Brazilian scientists are racing against time to finish building a particle accelerator the size of the Maracana football stadium before government funds run out or it is superseded by rival technology.
The fourth-generation synchrotron, called Sirius, is in the final stage of construction and will be used to make advances in medicine, health, energy and the environment.
Work on the gigantic particle accelerator in Campinas, some 90 kilometers (55 miles) from Sao Paulo, began in 2015.
Six synchrotron light beams are expected to be operational in 2020 -- short of the 13 scientists had hoped for, but sufficient for testing to start.
"Time is very important in science," said Harry Westfahl Jr, scientific director at the Brazilian Synchrotron Light Laboratory (LNLS).

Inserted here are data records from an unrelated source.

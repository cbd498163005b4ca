//! Cached binding state and dirty tracking.
//!
//! Every frontend setter is O(1): it updates a slot, widens the stage's
//! dirty range, and sets a flag. The flush code re-binds only the dirty
//! sub-range.

use bitflags::bitflags;
use dxmetal_metal::{
    BufferHandle, CullMode, DepthClipMode, DepthStencilDescriptor, IndexType, SamplerHandle,
    ScissorRect, TextureHandle, TriangleFillMode, Viewport, Winding,
};

/// Buffer argument-table entries per stage.
///
/// Constant buffers bind from slot 0 upward, unordered-access buffers from
/// [`UAV_BUFFER_BASE`], and vertex buffers from the table's tail downward
/// (see [`vertex_buffer_table_index`]).
pub const MAX_STAGE_BUFFERS: usize = 31;
/// Texture argument-table entries per stage.
pub const MAX_STAGE_TEXTURES: usize = 32;
/// Sampler argument-table entries per stage.
pub const MAX_STAGE_SAMPLERS: usize = 16;
/// Vertex buffer input slots exposed to the frontend.
pub const MAX_VERTEX_BUFFERS: usize = 8;
/// First buffer argument-table slot used for unordered-access buffers.
pub const UAV_BUFFER_BASE: usize = 16;
/// Unordered-access buffer slots exposed to the frontend. Bounded so the
/// UAV range ends before the vertex-buffer tail of the table.
pub const MAX_UAV_BUFFERS: usize = MAX_STAGE_BUFFERS - MAX_VERTEX_BUFFERS - UAV_BUFFER_BASE;
/// Constant buffer slots exposed to the frontend.
pub const MAX_CONSTANT_BUFFERS: usize = 14;

/// Argument-table index of frontend vertex buffer slot `slot`.
///
/// Vertex buffers occupy the tail of the buffer argument table so they
/// never collide with constant buffer slots; slot 0 maps to the last
/// entry.
pub fn vertex_buffer_table_index(slot: usize) -> usize {
    (MAX_STAGE_BUFFERS - 1) - slot
}

/// An incrementally maintained `[min, max]` index range.
///
/// Marking extends the range in O(1); flushing takes the whole range at
/// once. Empty until something is marked.
#[derive(Debug, Clone, Copy, PartialEq, Eq)]
pub struct DirtyRange {
    min: usize,
    max: usize,
}

impl DirtyRange {
    /// An empty range.
    pub const fn empty() -> DirtyRange {
        DirtyRange { min: usize::MAX, max: 0 }
    }

    /// Extends the range to include `index`.
    pub fn mark(&mut self, index: usize) {
        self.min = self.min.min(index);
        self.max = self.max.max(index);
    }

    /// Extends the range to cover `0..len`.
    pub fn mark_all(&mut self, len: usize) {
        if len > 0 {
            self.min = 0;
            self.max = len - 1;
        }
    }

    /// Returns `true` when nothing is marked.
    pub fn is_empty(&self) -> bool {
        self.min > self.max
    }

    /// Takes the current `(min, max)` inclusive range, leaving the range
    /// empty. `None` when nothing was marked.
    pub fn take(&mut self) -> Option<(usize, usize)> {
        if self.is_empty() {
            return None;
        }
        let range = (self.min, self.max);
        *self = DirtyRange::empty();
        Some(range)
    }
}

impl Default for DirtyRange {
    fn default() -> Self {
        DirtyRange::empty()
    }
}

/// A bound buffer slot.
#[derive(Clone, Default)]
pub struct BufferBinding {
    /// The bound buffer, if any.
    pub buffer: Option<BufferHandle>,
    /// Byte offset of the binding.
    pub offset: usize,
}

/// Per-stage binding tables with dirty ranges.
pub struct StageState {
    /// Buffer bindings (constant buffers, UAV buffers, vertex buffers).
    pub buffers: Vec<BufferBinding>,
    /// Dirty sub-range of `buffers`.
    pub buffers_dirty: DirtyRange,
    /// Texture bindings.
    pub textures: Vec<Option<TextureHandle>>,
    /// Dirty sub-range of `textures`.
    pub textures_dirty: DirtyRange,
    /// Sampler bindings.
    pub samplers: Vec<Option<SamplerHandle>>,
    /// Dirty sub-range of `samplers`.
    pub samplers_dirty: DirtyRange,
}

impl StageState {
    pub(crate) fn new() -> StageState {
        StageState {
            buffers: vec![BufferBinding::default(); MAX_STAGE_BUFFERS],
            buffers_dirty: DirtyRange::empty(),
            textures: vec![None; MAX_STAGE_TEXTURES],
            textures_dirty: DirtyRange::empty(),
            samplers: vec![None; MAX_STAGE_SAMPLERS],
            samplers_dirty: DirtyRange::empty(),
        }
    }

    /// Marks every binding dirty, as after an encoder switch.
    pub fn mark_all_dirty(&mut self) {
        // Buffers re-bind only the occupied span: the tail of the table
        // belongs to vertex fetch buffers bound by the input assembler,
        // which a full-range `None` re-bind would clobber.
        let top = self
            .buffers
            .iter()
            .rposition(|b| b.buffer.is_some())
            .map(|i| i + 1)
            .unwrap_or(0);
        self.buffers_dirty.mark_all(top);
        self.textures_dirty.mark_all(self.textures.len());
        // Samplers re-bind only the occupied span; missing entries are
        // patched with the default sampler at flush.
        let top = self
            .samplers
            .iter()
            .rposition(|s| s.is_some())
            .map(|i| i + 1)
            .unwrap_or(0);
        self.samplers_dirty.mark_all(top);
    }
}

bitflags! {
    /// Dirty bits of the rasterizer sub-states.
    #[derive(Debug, Clone, Copy, PartialEq, Eq)]
    pub struct RasterizerDirty: u32 {
        /// Cull mode.
        const CULL_MODE = 1 << 0;
        /// Front-face winding.
        const WINDING = 1 << 1;
        /// Fill mode.
        const FILL_MODE = 1 << 2;
        /// Depth bias parameters.
        const DEPTH_BIAS = 1 << 3;
        /// Depth clip/clamp mode.
        const DEPTH_CLIP = 1 << 4;
        /// Scissor enable or rect.
        const SCISSOR = 1 << 5;
    }
}

/// Cached rasterizer state.
pub struct RasterizerState {
    /// Face culling.
    pub cull_mode: CullMode,
    /// Front-face winding.
    pub winding: Winding,
    /// Fill mode.
    pub fill_mode: TriangleFillMode,
    /// Depth bias.
    pub depth_bias: f32,
    /// Slope-scaled depth bias.
    pub slope_scaled_depth_bias: f32,
    /// Depth bias clamp.
    pub depth_bias_clamp: f32,
    /// Depth clip/clamp behavior.
    pub depth_clip: DepthClipMode,
    /// Whether scissor testing is enabled.
    pub scissor_enabled: bool,
    /// The scissor rectangle when enabled.
    pub scissor_rect: ScissorRect,
    /// Which sub-states need re-encoding.
    pub dirty: RasterizerDirty,
}

impl RasterizerState {
    pub(crate) fn new() -> RasterizerState {
        RasterizerState {
            cull_mode: CullMode::None,
            winding: Winding::Clockwise,
            fill_mode: TriangleFillMode::Fill,
            depth_bias: 0.0,
            slope_scaled_depth_bias: 0.0,
            depth_bias_clamp: 0.0,
            depth_clip: DepthClipMode::Clip,
            scissor_enabled: false,
            scissor_rect: ScissorRect::default(),
            dirty: RasterizerDirty::all(),
        }
    }
}

/// Cached depth/stencil state.
pub struct DepthStencilState {
    /// The descriptor to realize on next flush.
    pub descriptor: DepthStencilDescriptor,
    /// Stencil reference value.
    pub stencil_reference: u32,
    /// Whether the state object must be re-bound.
    pub state_dirty: bool,
    /// Whether the reference value must be re-encoded.
    pub reference_dirty: bool,
}

impl DepthStencilState {
    pub(crate) fn new() -> DepthStencilState {
        DepthStencilState {
            descriptor: DepthStencilDescriptor::default(),
            stencil_reference: 0,
            state_dirty: true,
            reference_dirty: true,
        }
    }
}

/// A bound vertex buffer slot as the frontend sees it.
#[derive(Clone, Default)]
pub struct VertexBufferBinding {
    /// The bound buffer.
    pub buffer: Option<BufferHandle>,
    /// Byte offset of the first vertex.
    pub offset: usize,
    /// Byte stride between vertices.
    pub stride: usize,
}

/// Cached input-assembler state.
pub struct InputAssemblerState {
    /// Vertex buffer slots.
    pub vertex_buffers: Vec<VertexBufferBinding>,
    /// Dirty vertex buffer slots.
    pub vertex_buffers_dirty: DirtyRange,
    /// Bound index buffer.
    pub index_buffer: Option<BufferHandle>,
    /// Index element type.
    pub index_type: IndexType,
    /// Byte offset of the first index.
    pub index_offset: usize,
    /// Current primitive topology.
    pub primitive: dxmetal_metal::PrimitiveType,
}

impl InputAssemblerState {
    pub(crate) fn new() -> InputAssemblerState {
        InputAssemblerState {
            vertex_buffers: vec![VertexBufferBinding::default(); MAX_VERTEX_BUFFERS],
            vertex_buffers_dirty: DirtyRange::empty(),
            index_buffer: None,
            index_type: IndexType::UInt16,
            index_offset: 0,
            primitive: dxmetal_metal::PrimitiveType::Triangle,
        }
    }
}

/// Cached viewport state.
pub struct ViewportState {
    /// The viewport set by the frontend, if any.
    pub current: Option<Viewport>,
    /// The fallback covering the full framebuffer.
    pub default: Viewport,
    /// Whether the viewport must be re-encoded.
    pub dirty: bool,
}

impl ViewportState {
    pub(crate) fn new() -> ViewportState {
        ViewportState {
            current: None,
            default: Viewport::default(),
            dirty: true,
        }
    }

    /// The viewport to encode: the explicit one, or the full-framebuffer
    /// default.
    pub fn effective(&self) -> Viewport {
        self.current.unwrap_or(self.default)
    }
}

"If we could run (the accelerator) today, it would be without a doubt the most efficient synchrotron in the world.
"If it is a decade from now, it will be an excellent synchrotron, but not the most competitive one."
The particle accelerator measures 518 meters (1,700 feet) in circumference and is expected to cost a total of $585 million.
So far, the LNLS has received only 30 percent of the funds for this year from the Ministry of Science and Technology.
Funding for scientific research was squeezed under previous governments, but the cuts have deepened since President Jair Bolsonaro took power in January and the future money flow for Sirius is in doubt.
"Certainly there are still uncertainties," Jose Roque, director of LNLS, told AFP.
"For now, nothing indicates that we will not be able to finish (the project) next year."
Only one other such accelerator exists in the world, the MAX IV in Sweden.
France is also upgrading its third-generation synchrotron, which should be ready by next year.
Sirius will generate synchrotron light, a source of electromagnetic radiation, of such intense brightness that it can reveal the structures of organic and inorganic material such as proteins, viruses, rocks, plants and metallic alloys, all in high resolution.
Brazil entered the small club of countries with synchrotron technology in 1997 with the UVX, a second-generation accelerator, which is the only one of its kind in Latin America.
The Sirius project was originally planned to be an upgrade of the UVX into a third-generation accelerator.
But the scientific team decided to take a leap and build a world leader.
"I do not see another instrument that has a scope as diverse as this one," Junior told AFP, as he walked around the ring-shaped machine that resembles the iconic Maracana stadium in Rio de Janeiro not just in size but also shape.
Junior said public funding for the project was essential.
"An obscurantist discourse may lead to questioning the usefulness of certain aspects (of science)," he says.
"It is like questioning (the theory of) evolution."